Search the records for "complaintdesk". Copy every line where it appears.

[RECORDS SHOWN]
──────
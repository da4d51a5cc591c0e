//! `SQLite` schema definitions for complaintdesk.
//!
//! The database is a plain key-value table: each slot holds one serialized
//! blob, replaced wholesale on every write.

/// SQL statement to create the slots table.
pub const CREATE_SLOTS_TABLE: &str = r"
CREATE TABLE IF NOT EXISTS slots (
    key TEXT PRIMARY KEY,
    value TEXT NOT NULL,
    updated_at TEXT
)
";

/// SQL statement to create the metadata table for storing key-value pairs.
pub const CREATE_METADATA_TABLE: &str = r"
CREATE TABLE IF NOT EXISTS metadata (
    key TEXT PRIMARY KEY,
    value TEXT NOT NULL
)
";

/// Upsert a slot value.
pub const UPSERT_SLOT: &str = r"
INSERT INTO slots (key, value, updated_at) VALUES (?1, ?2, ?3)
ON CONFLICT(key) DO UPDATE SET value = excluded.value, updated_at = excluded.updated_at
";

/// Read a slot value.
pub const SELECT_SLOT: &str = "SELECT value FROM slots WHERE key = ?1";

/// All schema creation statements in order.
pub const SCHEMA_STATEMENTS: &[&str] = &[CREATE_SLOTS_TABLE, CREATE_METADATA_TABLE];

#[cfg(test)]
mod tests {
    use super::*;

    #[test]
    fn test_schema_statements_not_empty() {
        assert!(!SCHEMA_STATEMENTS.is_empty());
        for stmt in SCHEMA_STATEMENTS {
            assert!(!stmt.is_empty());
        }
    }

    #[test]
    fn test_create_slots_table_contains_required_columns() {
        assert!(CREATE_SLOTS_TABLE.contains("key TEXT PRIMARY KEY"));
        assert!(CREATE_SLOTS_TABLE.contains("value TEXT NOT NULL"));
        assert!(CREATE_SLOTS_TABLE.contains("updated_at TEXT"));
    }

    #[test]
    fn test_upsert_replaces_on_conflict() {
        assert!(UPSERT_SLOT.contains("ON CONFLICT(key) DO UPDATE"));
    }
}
──────
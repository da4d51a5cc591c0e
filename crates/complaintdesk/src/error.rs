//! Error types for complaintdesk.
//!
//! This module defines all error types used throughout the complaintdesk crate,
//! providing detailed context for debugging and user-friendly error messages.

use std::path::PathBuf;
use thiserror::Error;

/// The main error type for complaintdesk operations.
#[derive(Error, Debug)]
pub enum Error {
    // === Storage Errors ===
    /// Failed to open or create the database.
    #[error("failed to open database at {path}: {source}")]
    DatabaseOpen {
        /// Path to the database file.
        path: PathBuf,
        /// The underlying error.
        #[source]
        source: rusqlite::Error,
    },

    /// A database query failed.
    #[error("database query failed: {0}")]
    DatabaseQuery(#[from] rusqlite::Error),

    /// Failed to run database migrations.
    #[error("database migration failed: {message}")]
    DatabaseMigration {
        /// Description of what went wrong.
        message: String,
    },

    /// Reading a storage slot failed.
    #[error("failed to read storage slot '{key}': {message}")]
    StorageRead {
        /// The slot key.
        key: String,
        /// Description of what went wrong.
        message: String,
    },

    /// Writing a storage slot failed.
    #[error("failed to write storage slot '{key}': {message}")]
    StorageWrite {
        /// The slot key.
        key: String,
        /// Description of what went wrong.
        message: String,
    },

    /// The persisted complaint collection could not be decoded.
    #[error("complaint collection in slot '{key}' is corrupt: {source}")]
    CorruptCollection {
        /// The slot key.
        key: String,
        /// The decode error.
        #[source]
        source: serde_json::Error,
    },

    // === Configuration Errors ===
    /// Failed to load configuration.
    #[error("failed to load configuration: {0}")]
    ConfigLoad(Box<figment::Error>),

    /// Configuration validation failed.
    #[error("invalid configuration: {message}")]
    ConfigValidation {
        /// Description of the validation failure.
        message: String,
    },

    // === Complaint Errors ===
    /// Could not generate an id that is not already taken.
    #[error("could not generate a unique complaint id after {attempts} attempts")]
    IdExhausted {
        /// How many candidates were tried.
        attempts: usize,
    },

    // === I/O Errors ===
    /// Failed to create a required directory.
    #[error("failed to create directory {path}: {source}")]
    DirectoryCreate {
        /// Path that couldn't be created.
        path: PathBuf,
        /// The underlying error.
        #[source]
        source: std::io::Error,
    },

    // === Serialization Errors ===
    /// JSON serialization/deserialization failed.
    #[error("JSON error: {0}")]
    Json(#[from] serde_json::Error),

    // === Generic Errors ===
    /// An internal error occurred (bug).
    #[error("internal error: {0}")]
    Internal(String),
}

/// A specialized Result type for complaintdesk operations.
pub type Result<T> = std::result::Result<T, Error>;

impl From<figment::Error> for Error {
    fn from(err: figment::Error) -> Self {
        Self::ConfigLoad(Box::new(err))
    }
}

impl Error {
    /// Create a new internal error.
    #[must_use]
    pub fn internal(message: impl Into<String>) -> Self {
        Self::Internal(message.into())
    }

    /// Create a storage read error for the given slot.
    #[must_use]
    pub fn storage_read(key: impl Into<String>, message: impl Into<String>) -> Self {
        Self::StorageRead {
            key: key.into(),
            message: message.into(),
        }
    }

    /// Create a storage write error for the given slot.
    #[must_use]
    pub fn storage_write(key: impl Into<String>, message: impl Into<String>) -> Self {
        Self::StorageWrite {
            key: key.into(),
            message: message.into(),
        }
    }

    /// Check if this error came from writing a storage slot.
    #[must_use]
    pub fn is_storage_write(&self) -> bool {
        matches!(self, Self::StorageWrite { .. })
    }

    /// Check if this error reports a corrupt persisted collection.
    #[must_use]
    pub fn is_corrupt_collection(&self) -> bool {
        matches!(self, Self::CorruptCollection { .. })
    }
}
──────
[OUTPUT OF THE TASK]
//! `SQLite` schema definitions for complaintdesk.
filename crates/complaintdesk/src/error.rs
//! Error types for complaintdesk.
//! This module defines all error types used throughout the complaintdesk crate,
/// The main error type for complaintdesk operations.
/// A specialized Result type for complaintdesk operations.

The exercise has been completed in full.